3.1 Modèles perceptifs et trouble du spectre de l’autisme

3.1 Modèles perceptifs et trouble du spectre de l’autisme

Parmi les modèles les plus connus qui cherchent à expliquer le fonctionnement perceptif particulier rencontré chez les personnes avec un TSA nous pouvons citer le modèle de la malvoyance de l’é-motion (Gepner & Féron, 2009; Gepner, Lainé, & Tardif, 2010), le modèle de la faiblesse de la cohérence centrale (Weak central coherence) (Frith & Happé, 1994) et le modèle du surfonctionnement perceptuel9 (Mottron, Dawson, Soulières, Hubert, & Burack, 2006a, 2006b).

Bruno Gepner a développé le modèle de la malvoyance de l’é-motion basée sur les désordres du traitement temporospatial (DTTS) des flux multisensoriels et la disconnectivité –dissynchronie cérébrale multisystème (DDCM). Ce modèle suppose, en résumé, que le cerveau des personnes avec un TSA est affecté de désordres du traitement temporospatial des stimuli sensoriels (plus particulièrement visuels et auditifs) (cf. figure 4). Le monde est trop rapide pour que l’enfant puisse en percevoir tous les mouvements. Ces désordres seraient à l’origine des dysfonctionnements comportementaux, moteurs et cognitifs observés dans le TSA. Bruno Gepner et son équipe ont, du reste, développé un logiciel, le Logiral©, qui permet de ralentir les vidéos (sons et images) afin d’aider les enfants avec un TSA à mieux les comprendre. Ce modèle axé sur les déficits et de façon majeure sur le traitement de stimuli en mouvement nous semble difficile à appliquer dans notre situation de recherche. En effet, nous cherchons à comprendre comment l’enfant évalue des stimuli alimentaires statiques.

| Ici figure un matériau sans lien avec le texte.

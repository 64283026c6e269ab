//! Filesystem object store rooted at a directory: `{root}/{bucket}/{key}`.

use super::{ObjectMetadata, ObjectStore, ObjectStoreError, StorageRef};
use async_trait::async_trait;
use std::io::ErrorKind;
use std::path::{Component, Path, PathBuf};
use std::time::UNIX_EPOCH;
use tokio::fs;

/// Local directory acting as an object store.
#[derive(Debug, Clone)]
pub struct FsObjectStore {
    root: PathBuf,
}

impl FsObjectStore {
    /// Serve objects from beneath `root`.
    pub fn new(root: impl Into<PathBuf>) -> Self {
        Self { root: root.into() }
    }

    /// Resolve a reference to a path, refusing anything that escapes the root.
    fn object_path(&self, location: &StorageRef) -> Result<PathBuf, ObjectStoreError> {
        let mut path = self.root.clone();
        for part in [location.bucket.as_str(), location.key.as_str()] {
            let relative = Path::new(part);
            if part.is_empty()
                || relative
                    .components()
                    .any(|component| !matches!(component, Component::Normal(_)))
            {
                return Err(ObjectStoreError::InvalidReference(location.to_string()));
            }
            path.push(relative);
        }
        Ok(path)
    }
}

#[async_trait]
impl ObjectStore for FsObjectStore {
    async fn exists(&self, location: &StorageRef) -> Result<bool, ObjectStoreError> {
        let path = self.object_path(location)?;
        match fs::metadata(&path).await {
            Ok(meta) => Ok(meta.is_file()),
            Err(err) if err.kind() == ErrorKind::NotFound => Ok(false),
            Err(err) => Err(err.into()),
        }
    }

    async fn metadata(&self, location: &StorageRef) -> Result<ObjectMetadata, ObjectStoreError> {
        let path = self.object_path(location)?;
        let meta = match fs::metadata(&path).await {
            Ok(meta) if meta.is_file() => meta,
            Ok(_) => return Err(ObjectStoreError::Missing(location.clone())),
            Err(err) if err.kind() == ErrorKind::NotFound => {
                return Err(ObjectStoreError::Missing(location.clone()));
            }
            Err(err) => return Err(err.into()),
        };

        let mut metadata = ObjectMetadata::new();
        metadata.insert("content-length".into(), meta.len().to_string());
        if let Some(modified) = meta
            .modified()
            .ok()
            .and_then(|time| time.duration_since(UNIX_EPOCH).ok())
        {
            metadata.insert("last-modified".into(), modified.as_secs().to_string());
        }
        Ok(metadata)
    }

    async fn bytes(&self, location: &StorageRef) -> Result<Vec<u8>, ObjectStoreError> {
        let path = self.object_path(location)?;
        match fs::read(&path).await {
            Ok(bytes) => Ok(bytes),
            Err(err) if err.kind() == ErrorKind::NotFound => {
                Err(ObjectStoreError::Missing(location.clone()))
            }
            Err(err) => Err(err.into()),
        }
    }
}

Un second modèle très connu est celui de la faiblesse de la cohérence centrale (Weak central coherence) (Frith & Happé, 1994) qui postulait à l’origine un traitement morcelé des informations locales avec une difficulté à donner du sens à ces informations par un traitement global. Avec le temps, les auteures ont revu leur modèle et proposent que le fonctionnement local supérieur soit considéré comme un biais plutôt que comme un déficit (Happé & Frith, 2006) rapprochant leur modèle de celui du surfonctionnement perceptuel (Mottron et al., 2006a, 2006b).

9Nous avons gardé le terme perceptuel utilisé par Laurent Mottron (2006b) quand nous nous référons à ses publications. Ce terme est à comprendre comme un anglicisme de perceptif.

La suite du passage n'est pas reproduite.